В тот же вечер я выехал в Екатеринодар. На вокзале я встречен был войсковым атаманом, чинами войскового штаба, походным атаманом, генералом Покровским и многочисленными депутациями. Почетный караул был выставлен от Гвардейского казачьего дивизиона. Верхом, в сопровождении генерала Покровского и чинов моего штаба, я проехал на квартиру генерала Покровского по улицам, где шпалерами выставлены были войска - полки бригады полковника Буряка, юнкерское училище, части местного гарнизона. Отданный мною вчера приказ уже был отпечатан и расклеен на стенах домов в большом количестве экземпляров. Я рассчитывал, что торжественная встреча должна произвести на членов Рады, особенно на серую часть их, должное впечатление.
Военно-полевой суд над Калабуховым уже состоялся, был утвержден генералом Покровским, и на рассвете смертный приговор приведен в исполнение. Над остальными арестованными суда еще не было, о смягчении их участи Рада возбудила ходатайство, послав депутацию к Главнокомандующему. Я телеграфировал генералу Деникину:
"Приказание Ваше № 016722 исполнено - член Парижской конференции Калабухоув арестован и по приговору военно-полевого суда сего числа повешен.
Екатеринодар, 7 ноября 1919 года. Нр 181. Врангель".
От генерала Покровского я проехал в Раду, где к приезду моему собрались все его члены. Я решил в обращении своем к Раде возможно менее касаться политической стороны вопроса, не считая возможным стать в этом всецело на сторону главного командования, политике которого в отношение Кубани я во многом сочувствовать не мог.
Я имел в виду настаивать исключительно на том тяжелом положении, в котором, благодаря борьбе Кубанской Краевой Рады с Главнокомандующим, оказалась моя армия; указать, что борясь с генералом Деникиным, Законодательная Рада не остановилась перед предательством тех сынов Кубани, которые кровью свой обеспечили существование края. Я мог вернуться к армии, лишь обеспечив ей в дальнейшем всемерную поддержку Кубанского войска. Последнее будет возможным лишь, если глава войска - атаман, получит полную мощь.

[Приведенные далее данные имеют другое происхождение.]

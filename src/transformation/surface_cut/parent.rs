use crate::bounding_volume::Aabb;
use crate::math::{Point2, Real};
use smallvec::SmallVec;

/// A polygon resulting from the split of a [`Parent`] cell.
#[derive(Clone, Debug, PartialEq)]
pub struct Child {
    /// The ids of the points of this child, in the winding order of its parent.
    ///
    /// Children of triangles are triangles, children of lines are 2-point segments.
    pub point_ids: SmallVec<[u32; 3]>,
    /// The centroid of the XY projection of this child.
    pub centroid: Point2<Real>,
    /// The XY footprint of this child.
    pub aabb: Aabb,
}

impl Child {
    /// Creates a child from its points ids and their XY positions.
    pub fn new(point_ids: &[u32], xy: &[Point2<Real>]) -> Self {
        let centroid = xy.iter().fold(Point2::origin(), |acc, pt| acc + pt.coords)
            / xy.len().max(1) as Real;

        Self {
            point_ids: point_ids.iter().copied().collect(),
            centroid,
            aabb: Aabb::from_points(xy.iter().copied()),
        }
    }
}

/// One cell of the surface being cut, along with the children it was split into.
#[derive(Clone, Debug, PartialEq)]
pub struct Parent {
    /// The id of the cell in the input surface.
    pub cell_id: u32,
    /// The children of this cell. Empty if the cell is left untouched.
    pub children: Vec<Child>,
}

impl Parent {
    /// A parent without children.
    pub fn new(cell_id: u32) -> Self {
        Self {
            cell_id,
            children: Vec::new(),
        }
    }

    /// Was this cell split?
    pub fn is_split(&self) -> bool {
        !self.children.is_empty()
    }
}
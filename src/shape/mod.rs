//! Mesh data model: points, cells and their attributes.

pub use self::attributes::{AttributeArray, Attributes};
pub use self::cell::{Cell, CellType};
pub use self::surface_mesh::{SurfaceMesh, SurfaceMeshError};

mod attributes;
mod cell;
mod surface_mesh;
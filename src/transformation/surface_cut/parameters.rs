use crate::math::{Real, DEFAULT_TOLERANCE};

/// Parameters of [`SurfaceCutter`](super::SurfaceCutter).
#[derive(Copy, Clone, Debug, PartialEq)]
#[cfg_attr(feature = "serde-serialize", derive(Serialize, Deserialize))]
pub struct SurfaceCutParameters {
    /// Absolute distance below which two points are considered coincident.
    ///
    /// This is used for every geometric predicate as well as for merging the inserted points.
    /// Default: `1.0e-6`.
    pub tolerance: Real,
    /// When removing cells, keep those inside of the loops instead of those outside.
    ///
    /// Default: `true`.
    pub inside_out: bool,
    /// Embed the loop edges into the surface by splitting the cells they cross.
    ///
    /// Default: `true`.
    pub embed: bool,
    /// Remove the cells on one side of the loops, as selected by `inside_out`.
    ///
    /// Default: `true`.
    pub remove: bool,
    /// Run the cell-location queries and the intersection tests on several threads.
    ///
    /// This has no effect on the result. It is ignored if the `parallel` feature is disabled.
    /// Default: `true`.
    pub accelerate_cell_locator: bool,
}

impl Default for SurfaceCutParameters {
    fn default() -> Self {
        Self {
            tolerance: DEFAULT_TOLERANCE,
            inside_out: true,
            embed: true,
            remove: true,
            accelerate_cell_locator: true,
        }
    }
}
use crate::math::Real;

/// Trait of bounding volumes.
///
/// Bounding volumes are coarse approximations of the XY footprint of cells and loop edges. They
/// have constant time intersection tests, and two bounding volumes can be merged into a bigger
/// one.
pub trait BoundingVolume {
    /// Checks if this bounding volume intersect with another one.
    fn intersects(&self, _: &Self) -> bool;

    /// Merges this bounding volume with another one. The merge is done in-place.
    fn merge(&mut self, _: &Self);

    /// Creates a new, enlarged version, of this bounding volume.
    fn loosened(&self, _: Real) -> Self;
}
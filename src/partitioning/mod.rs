//! Spatial partitioning tools.

pub use self::cell_locator::{CellBoundsQuery, CellLocator};
pub use self::merge_points::{MergePoints, PointMerger};

mod cell_locator;
mod merge_points;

Встреченный в вестибюле атаманом и председателем правительства, я прошел в зал.
При входе моем вся Рада встала и члены ее, и многочисленная публика, заполнившая трибуны, встретили меня аплодисментами. Атаман, поднявшись на трибуну, приветствовал меня речью (по стенограмме):
"Добро пожаловать! Позвольте мне быть искренним и в этой искренности поведать вам наши тяжелые печали и наше тяжелое горе. Тяжкие испытания переживает сейчас Кубань. Тяжесть ответственности момента особенно глубоко чувствуется народными избранниками, здесь заседающими. Ошибки времени привели к тем событиям, которые тревожат, волнуют и удручают нас. Мы удручены, мы подавлены, в головах и сердцах наших происходящие события отзываются тяжким ударом.